Jasmin und ich wanden den Kopf um und sahen uns einem Priester gegenüber. Quasimodo verkroch sich hinter der Säule, neben der er eben noch gesessen hatte.
"Oh... ähm... ein freund von uns wurde angegriffen und übel zugerichtet.", erklärte Jasmin wie aus der Pistole geschossen, "wir möchten ihn unerkannt von hier weg bringen."
"Oh, da wüsste ich einen weg.", sagte der Priester und winkte uns, ihm zu folgen. Ich wandte mich an Quasimodo und reichte ihm meine Hand.
"Komm mit.", sagte ich.
Quasimodo zögerte zuerst, aber als er merkte, dass ich ihn urverwandt ansah, schien er zu erkennen dass er mir vertrauen konnte. Er ergriff meine Hand und wir führten ihn durch die wenigen Schattigen ecken des Doms zu einer kleinen Seitentür. Vor dieser Tür hing an der Seite eine Art Umhang, den der Priester nahm und Quasimodo überwarf. Dann öffnete der Priester die Tür.
"Ich habe nichts gesehen.", sagte der Priester und zwinkerte mir zu. Offensichtlich hatte er Quasimodo erkannt.
"Und was jetzt? Ich kann ihn doch nicht einfach mit einer Bahn zu mir nach Hause bringen!", sagte ich verzweifelt zu Jasmin.
"Warum nicht?", fragte sie und lachte.
"W-weil...", begann ich zu stottern und blickte verlegen zu Quasimodo.
"Du schaffst das schon, und ich halte dir den Rücken frei.", sagte Jasmin.
Ich seufzte schwer und ließ den Kopf hängen.
"Wo bin ich?", hörte ich Quasimodo fragen.
Ich wandte mich zu Quasimodo um: "Erinnerst du dich nicht, in was für einer Zeit du bist? Im 21. Jahrhundert.", sagte ich.

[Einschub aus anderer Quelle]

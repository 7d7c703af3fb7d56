use async_trait::async_trait;
use axum::{
    body::{to_bytes, Body},
    http::{header, HeaderMap, HeaderValue, Request, StatusCode},
    middleware,
    response::IntoResponse,
    routing::get,
    Router,
};
use gate_auth::{
    axum_ext::{route_gate, GateState, Session},
    ApprovalLookup, ApprovalStatus, AuthLookup, AuthService, AuthServiceError, DirectoryLookups,
    GateConfig, LookupError, PermissionLookup, RoleLookup, RoutePolicyEngine, SessionResolver,
    UserId,
};
use std::collections::{BTreeSet, HashMap};
use std::sync::Arc;
use tower::ServiceExt; // for `oneshot`

const REFRESHED_COOKIE: &str = "sb-access-token=rotated; Path=/; HttpOnly; SameSite=Lax";

/// Auth service driven by test headers:
/// - `x-test-user`: the signed-in user id
/// - `x-test-refresh`: emit a rotated session cookie
/// - `x-test-auth-down`: fail as if the service were unreachable
struct HeaderAuth;

#[async_trait]
impl AuthService for HeaderAuth {
    async fn current_user(&self, headers: &HeaderMap) -> Result<AuthLookup, AuthServiceError> {
        if headers.contains_key("x-test-auth-down") {
            return Err(AuthServiceError::Unavailable("connection refused".to_owned()));
        }
        let user_id = headers
            .get("x-test-user")
            .and_then(|v| v.to_str().ok())
            .map(UserId::new);
        let set_cookies = if headers.contains_key("x-test-refresh") {
            vec![HeaderValue::from_static(REFRESHED_COOKIE)]
        } else {
            vec![]
        };
        Ok(AuthLookup {
            user_id,
            set_cookies,
        })
    }
}

#[derive(Default)]
struct MemoryDirectory {
    roles: HashMap<String, BTreeSet<String>>,
    approvals: HashMap<String, ApprovalStatus>,
    broken_users: BTreeSet<String>,
}

impl MemoryDirectory {
    fn with_roles(mut self, user: &str, roles: &[&str]) -> Self {
        self.roles.insert(
            user.to_owned(),
            roles.iter().map(|r| (*r).to_owned()).collect(),
        );
        self
    }

    fn with_approval(mut self, user: &str, status: ApprovalStatus) -> Self {
        self.approvals.insert(user.to_owned(), status);
        self
    }

    fn with_broken_user(mut self, user: &str) -> Self {
        self.broken_users.insert(user.to_owned());
        self
    }
}

#[async_trait]
impl RoleLookup for MemoryDirectory {
    async fn roles_for(&self, user_id: &UserId) -> Result<BTreeSet<String>, LookupError> {
        if self.broken_users.contains(user_id.as_str()) {
            return Err(LookupError::Unavailable("timeout".to_owned()));
        }
        Ok(self.roles.get(user_id.as_str()).cloned().unwrap_or_default())
    }
}

#[async_trait]
impl PermissionLookup for MemoryDirectory {
    async fn permissions_for(&self, _user_id: &UserId) -> Result<BTreeSet<String>, LookupError> {
        Ok(BTreeSet::new())
    }
}

#[async_trait]
impl ApprovalLookup for MemoryDirectory {
    async fn approval_status(
        &self,
        user_id: &UserId,
    ) -> Result<Option<ApprovalStatus>, LookupError> {
        Ok(self.approvals.get(user_id.as_str()).copied())
    }
}

async fn whoami(Session(session): Session) -> impl IntoResponse {
    match session.user_id() {
        Some(id) => format!("user:{id}"),
        None => "anonymous".to_owned(),
    }
}

async fn page() -> impl IntoResponse {
    "OK"
}

fn build_test_router(directory: MemoryDirectory) -> Router {
    let table = GateConfig::default().build_rule_table().unwrap();
    let engine = RoutePolicyEngine::new(table, DirectoryLookups::from_store(Arc::new(directory)));
    let state = GateState::new(SessionResolver::new(Arc::new(HeaderAuth)), engine);

    Router::new()
        .route("/", get(whoami))
        .route("/sign-in", get(page))
        .route("/protected", get(whoami))
        .route("/protected/{*rest}", get(whoami))
        .route("/admin/{*rest}", get(page))
        .route("/barber/schedule", get(page))
        .route("/bookings/manage", get(page))
        .route("/administrator", get(page))
        .layer(middleware::from_fn_with_state(state, route_gate))
}

fn get_request(uri: &str, headers: &[(&'static str, &str)]) -> Request<Body> {
    let mut builder = Request::builder().uri(uri);
    for (name, value) in headers {
        builder = builder.header(*name, *value);
    }
    builder.body(Body::empty()).unwrap()
}

async fn body_text(response: axum::response::Response) -> String {
    let bytes = to_bytes(response.into_body(), usize::MAX).await.unwrap();
    String::from_utf8(bytes.to_vec()).unwrap()
}

#[tokio::test]
async fn test_anonymous_is_redirected_from_protected() {
    let app = build_test_router(MemoryDirectory::default());

    let response = app.oneshot(get_request("/protected/x", &[])).await.unwrap();

    assert_eq!(response.status(), StatusCode::TEMPORARY_REDIRECT);
    assert_eq!(response.headers()[header::LOCATION], "/sign-in");
}

#[tokio::test]
async fn test_signed_in_user_reaches_handler_with_session() {
    let app = build_test_router(MemoryDirectory::default());

    let response = app
        .oneshot(get_request("/protected", &[("x-test-user", "user-1")]))
        .await
        .unwrap();

    assert_eq!(response.status(), StatusCode::OK);
    assert_eq!(body_text(response).await, "user:user-1");
}

#[tokio::test]
async fn test_unmatched_path_passes_for_anyone() {
    let app = build_test_router(MemoryDirectory::default());

    let response = app.clone().oneshot(get_request("/", &[])).await.unwrap();
    assert_eq!(response.status(), StatusCode::OK);
    assert_eq!(body_text(response).await, "anonymous");

    // Segment-aware prefix: "/administrator" is not under "/admin".
    let response = app
        .oneshot(get_request("/administrator", &[]))
        .await
        .unwrap();
    assert_eq!(response.status(), StatusCode::OK);
}

#[tokio::test]
async fn test_role_gate_redirects_user_without_role() {
    let app = build_test_router(MemoryDirectory::default().with_roles("user-1", &["customer"]));

    let response = app
        .oneshot(get_request("/admin/users", &[("x-test-user", "user-1")]))
        .await
        .unwrap();

    assert_eq!(response.status(), StatusCode::TEMPORARY_REDIRECT);
    assert_eq!(response.headers()[header::LOCATION], "/unauthorized");
}

#[tokio::test]
async fn test_role_gate_allows_admin() {
    let app = build_test_router(MemoryDirectory::default().with_roles("root", &["admin"]));

    let response = app
        .clone()
        .oneshot(get_request("/admin/users", &[("x-test-user", "root")]))
        .await
        .unwrap();
    assert_eq!(response.status(), StatusCode::OK);

    // Admin bypasses the barber approval check.
    let response = app
        .oneshot(get_request("/barber/schedule", &[("x-test-user", "root")]))
        .await
        .unwrap();
    assert_eq!(response.status(), StatusCode::OK);
}

#[tokio::test]
async fn test_signed_in_user_is_sent_away_from_sign_in() {
    let app = build_test_router(MemoryDirectory::default());

    let response = app
        .clone()
        .oneshot(get_request("/sign-in", &[("x-test-user", "user-1")]))
        .await
        .unwrap();
    assert_eq!(response.status(), StatusCode::TEMPORARY_REDIRECT);
    assert_eq!(response.headers()[header::LOCATION], "/protected");

    let response = app.oneshot(get_request("/sign-in", &[])).await.unwrap();
    assert_eq!(response.status(), StatusCode::OK);
}

#[tokio::test]
async fn test_lookup_failure_redirect_carries_error_query() {
    let app = build_test_router(MemoryDirectory::default().with_broken_user("user-1"));

    let response = app
        .oneshot(get_request("/bookings/manage", &[("x-test-user", "user-1")]))
        .await
        .unwrap();

    assert_eq!(response.status(), StatusCode::TEMPORARY_REDIRECT);
    assert_eq!(
        response.headers()[header::LOCATION],
        "/unauthorized?error=role_fetch_failed"
    );
}

#[tokio::test]
async fn test_pending_barber_goes_to_pending_approval() {
    let app = build_test_router(
        MemoryDirectory::default()
            .with_roles("barber-1", &["barber"])
            .with_approval("barber-1", ApprovalStatus::Pending)
            .with_roles("barber-2", &["barber"])
            .with_approval("barber-2", ApprovalStatus::Approved),
    );

    let response = app
        .clone()
        .oneshot(get_request("/barber/schedule", &[("x-test-user", "barber-1")]))
        .await
        .unwrap();
    assert_eq!(response.status(), StatusCode::TEMPORARY_REDIRECT);
    assert_eq!(response.headers()[header::LOCATION], "/pending-approval");

    let response = app
        .oneshot(get_request("/barber/schedule", &[("x-test-user", "barber-2")]))
        .await
        .unwrap();
    assert_eq!(response.status(), StatusCode::OK);
}

#[tokio::test]
async fn test_auth_service_failure_treated_as_signed_out() {
    let app = build_test_router(MemoryDirectory::default());

    let response = app
        .clone()
        .oneshot(get_request(
            "/protected",
            &[("x-test-user", "user-1"), ("x-test-auth-down", "1")],
        ))
        .await
        .unwrap();
    assert_eq!(response.status(), StatusCode::TEMPORARY_REDIRECT);
    assert_eq!(response.headers()[header::LOCATION], "/sign-in");

    // Public pages stay reachable during the outage.
    let response = app
        .oneshot(get_request("/", &[("x-test-auth-down", "1")]))
        .await
        .unwrap();
    assert_eq!(response.status(), StatusCode::OK);
}

#[tokio::test]
async fn test_refreshed_cookies_reach_allowed_response() {
    let app = build_test_router(MemoryDirectory::default());

    let response = app
        .oneshot(get_request(
            "/protected",
            &[("x-test-user", "user-1"), ("x-test-refresh", "1")],
        ))
        .await
        .unwrap();

    assert_eq!(response.status(), StatusCode::OK);
    assert_eq!(response.headers()[header::SET_COOKIE], REFRESHED_COOKIE);
}

#[tokio::test]
async fn test_refreshed_cookies_reach_redirect_response() {
    let app = build_test_router(MemoryDirectory::default());

    let response = app
        .oneshot(get_request(
            "/admin/users",
            &[("x-test-user", "user-1"), ("x-test-refresh", "1")],
        ))
        .await
        .unwrap();

    assert_eq!(response.status(), StatusCode::TEMPORARY_REDIRECT);
    let cookies: Vec<_> = response
        .headers()
        .get_all(header::SET_COOKIE)
        .iter()
        .map(|v| v.to_str().unwrap())
        .collect();
    assert_eq!(cookies, vec![REFRESHED_COOKIE]);
}

#[tokio::test]
async fn test_preflight_bypasses_gate() {
    let app = build_test_router(MemoryDirectory::default());

    let response = app
        .oneshot(
            Request::builder()
                .method("OPTIONS")
                .uri("/admin/users")
                .header("Origin", "https://shop.example")
                .header("Access-Control-Request-Method", "GET")
                .body(Body::empty())
                .unwrap(),
        )
        .await
        .unwrap();

    // Reaches the router (no OPTIONS handler), not the gate's redirect.
    assert_ne!(response.status(), StatusCode::TEMPORARY_REDIRECT);
    assert!(response.headers().get(header::LOCATION).is_none());
}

Quasimodo sah sich staunend um. Er hatte, als er diese Welt betreten hatte, sich nicht so sehr mit der Umgebung auseinander gesetzt. Jetzt aber sah er überall den Boden mit grauem Stein gepflastert und seltsame Transportmittel, kleinere auf dem Leute saßen, die andere Leute transportierten in einem Kutschen ähnlichen Gefährt. Und dann gab es große, glänzende Gefährten auf 4 Rädern die wie von Geisterhand zu fahren schienen. Davon waren ganz viele hier unterwegs. Sie machten großen Lärm und schienen die Luft zu verpesten.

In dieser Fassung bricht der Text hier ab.